INSTRUCTIONS TO FOLLOW:
All lines from the entries below that contain the string "StorageArgs" should be copied out.

MATERIAL PROVIDED:
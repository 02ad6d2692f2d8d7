//! CLI argument parsing

use crate::models::FileCategory;
use std::path::PathBuf;
use std::str::FromStr;

/// Flags accepted by every command
#[derive(Debug, Clone, Default, PartialEq, Eq)]
pub struct CommonArgs {
    pub store: Option<PathBuf>,
    pub config: Option<PathBuf>,
    pub json: bool,
    pub quiet: bool,
}

#[derive(Debug, Clone, PartialEq, Eq)]
pub struct CliArgs {
    pub common: CommonArgs,
    pub command: Command,
}

#[derive(Debug, Clone, PartialEq, Eq)]
pub enum Command {
    Trash(Vec<PathBuf>),
    Bin(BinCommand),
    Transfer(TransferArgs),
    Rename { path: PathBuf, new_name: String },
    List(PathBuf),
    Find(FindArgs),
    Storage(StorageArgs),
}

#[derive(Debug, Clone, PartialEq, Eq)]
pub enum BinCommand {
    List,
    Restore(i64),
    RestoreAll,
    Delete(i64),
    Empty,
    Purge { retention_days: Option<i64> },
}

#[derive(Debug, Clone, PartialEq, Eq)]
pub struct TransferArgs {
    pub is_move: bool,
    pub sources: Vec<PathBuf>,
    pub dest_dir: PathBuf,
}

#[derive(Debug, Clone, Default, PartialEq, Eq)]
pub struct FindArgs {
    pub roots: Vec<PathBuf>,
    pub category: Option<FileCategory>,
    pub name: Option<String>,
    pub min_size: Option<u64>,
    pub recent_days: Option<u32>,
    pub top: Option<usize>,
}

#[derive(Debug, Clone, Default, PartialEq, Eq)]
pub struct StorageArgs {
    pub volume: Option<PathBuf>,
    pub roots: Vec<PathBuf>,
}

/// Parse command line arguments
pub fn parse_args(args: &[String]) -> Result<CliArgs, String> {
    if args.len() < 2 {
        return Err("No command specified".to_string());
    }

    let mut common = CommonArgs::default();
    let rest = take_common(&args[2..], &mut common)?;

    let command = match args[1].as_str() {
        "trash" => {
            if rest.is_empty() {
                return Err("Missing required argument: PATH".to_string());
            }
            reject_options(&rest)?;
            Command::Trash(rest.iter().map(PathBuf::from).collect())
        }
        "bin" => Command::Bin(parse_bin_args(&rest)?),
        "copy" => Command::Transfer(parse_transfer_args(&rest, false)?),
        "move" => Command::Transfer(parse_transfer_args(&rest, true)?),
        "rename" => {
            reject_options(&rest)?;
            match rest.as_slice() {
                [path, name] => Command::Rename {
                    path: PathBuf::from(path),
                    new_name: name.clone(),
                },
                _ => return Err("rename expects <PATH> <NEW_NAME>".to_string()),
            }
        }
        "ls" => {
            reject_options(&rest)?;
            match rest.as_slice() {
                [dir] => Command::List(PathBuf::from(dir)),
                [] => return Err("Missing required argument: DIR".to_string()),
                [_, extra, ..] => return Err(format!("Unexpected argument: {extra}")),
            }
        }
        "find" => Command::Find(parse_find_args(&rest)?),
        "storage" => Command::Storage(parse_storage_args(&rest)?),
        _ => return Err(format!("Unknown command: {}", args[1])),
    };

    Ok(CliArgs { common, command })
}

/// Strip the flags shared by all commands, returning what is left in order.
fn take_common(args: &[String], common: &mut CommonArgs) -> Result<Vec<String>, String> {
    let mut rest = Vec::new();
    let mut i = 0;

    while i < args.len() {
        match args[i].as_str() {
            "--store" => {
                i += 1;
                if i >= args.len() {
                    return Err("--store requires a directory".to_string());
                }
                common.store = Some(PathBuf::from(&args[i]));
            }
            "--config" => {
                i += 1;
                if i >= args.len() {
                    return Err("--config requires a file path".to_string());
                }
                common.config = Some(PathBuf::from(&args[i]));
            }
            "--json" => common.json = true,
            "--quiet" | "-q" => common.quiet = true,
            _ => rest.push(args[i].clone()),
        }
        i += 1;
    }

    Ok(rest)
}

fn reject_options(args: &[String]) -> Result<(), String> {
    match args.iter().find(|a| a.starts_with("--")) {
        Some(option) => Err(format!("Unknown option: {option}")),
        None => Ok(()),
    }
}

fn parse_bin_args(args: &[String]) -> Result<BinCommand, String> {
    let Some(action) = args.first() else {
        return Ok(BinCommand::List);
    };
    let rest = &args[1..];

    match action.as_str() {
        "list" => {
            reject_options(rest)?;
            Ok(BinCommand::List)
        }
        "restore" => Ok(BinCommand::Restore(parse_id(rest)?)),
        "restore-all" => Ok(BinCommand::RestoreAll),
        "delete" => Ok(BinCommand::Delete(parse_id(rest)?)),
        "empty" => Ok(BinCommand::Empty),
        "purge" => {
            let mut retention_days = None;
            let mut i = 0;
            while i < rest.len() {
                match rest[i].as_str() {
                    "--retention-days" => {
                        i += 1;
                        if i >= rest.len() {
                            return Err("--retention-days requires a value".to_string());
                        }
                        retention_days = Some(
                            rest[i]
                                .parse()
                                .map_err(|_| "--retention-days must be a number".to_string())?,
                        );
                    }
                    other => return Err(format!("Unexpected argument: {other}")),
                }
                i += 1;
            }
            Ok(BinCommand::Purge { retention_days })
        }
        other => Err(format!("Unknown bin action: {other}")),
    }
}

fn parse_id(args: &[String]) -> Result<i64, String> {
    match args {
        [id] => id
            .parse()
            .map_err(|_| format!("Invalid record id: {id}")),
        [] => Err("Missing required argument: ID".to_string()),
        [_, extra, ..] => Err(format!("Unexpected argument: {extra}")),
    }
}

fn parse_transfer_args(args: &[String], is_move: bool) -> Result<TransferArgs, String> {
    let mut sources = Vec::new();
    let mut dest_dir = None;
    let mut i = 0;

    while i < args.len() {
        match args[i].as_str() {
            "--to" => {
                i += 1;
                if i >= args.len() {
                    return Err("--to requires a directory".to_string());
                }
                dest_dir = Some(PathBuf::from(&args[i]));
            }
            arg if !arg.starts_with("--") => sources.push(PathBuf::from(arg)),
            _ => return Err(format!("Unknown option: {}", args[i])),
        }
        i += 1;
    }

    if sources.is_empty() {
        return Err("Missing required argument: SOURCE".to_string());
    }
    let Some(dest_dir) = dest_dir else {
        return Err("Missing required option: --to <DIR>".to_string());
    };

    Ok(TransferArgs {
        is_move,
        sources,
        dest_dir,
    })
}

fn parse_find_args(args: &[String]) -> Result<FindArgs, String> {
    let mut find = FindArgs::default();
    let mut i = 0;

    while i < args.len() {
        match args[i].as_str() {
            "--category" => {
                i += 1;
                if i >= args.len() {
                    return Err("--category requires a value".to_string());
                }
                find.category = Some(FileCategory::from_str(&args[i])?);
            }
            "--name" => {
                i += 1;
                if i >= args.len() {
                    return Err("--name requires a value".to_string());
                }
                find.name = Some(args[i].clone());
            }
            "--min-size" => {
                i += 1;
                if i >= args.len() {
                    return Err("--min-size requires a value".to_string());
                }
                find.min_size = Some(
                    args[i]
                        .parse()
                        .map_err(|_| "--min-size must be a number of bytes".to_string())?,
                );
            }
            "--recent" => {
                i += 1;
                if i >= args.len() {
                    return Err("--recent requires a number of days".to_string());
                }
                find.recent_days = Some(
                    args[i]
                        .parse()
                        .map_err(|_| "--recent must be a number".to_string())?,
                );
            }
            "--top" => {
                i += 1;
                if i >= args.len() {
                    return Err("--top requires a value".to_string());
                }
                find.top = Some(
                    args[i]
                        .parse()
                        .map_err(|_| "--top must be a number".to_string())?,
                );
            }
            arg if !arg.starts_with("--") => find.roots.push(PathBuf::from(arg)),
            _ => return Err(format!("Unknown option: {}", args[i])),
        }
        i += 1;
    }

    Ok(find)
}

fn parse_storage_args(args: &[String]) -> Result<StorageArgs, String> {
    let mut storage = StorageArgs::default();
    let mut i = 0;

    while i < args.len() {
        match args[i].as_str() {
            "--volume" => {
                i += 1;
                if i >= args.len() {
                    return Err("--volume requires a path".to_string());
                }
                storage.volume = Some(PathBuf::from(&args[i]));
            }
            arg if !arg.starts_with("--") => storage.roots.push(PathBuf::from(arg)),
            _ => return Err(format!("Unknown option: {}", args[i])),
        }
        i += 1;
    }

    Ok(storage)
}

RESPONSE BELOW:
    Storage(StorageArgs),
pub struct StorageArgs {
fn parse_storage_args(args: &[String]) -> Result<StorageArgs, String> {
    let mut storage = StorageArgs::default();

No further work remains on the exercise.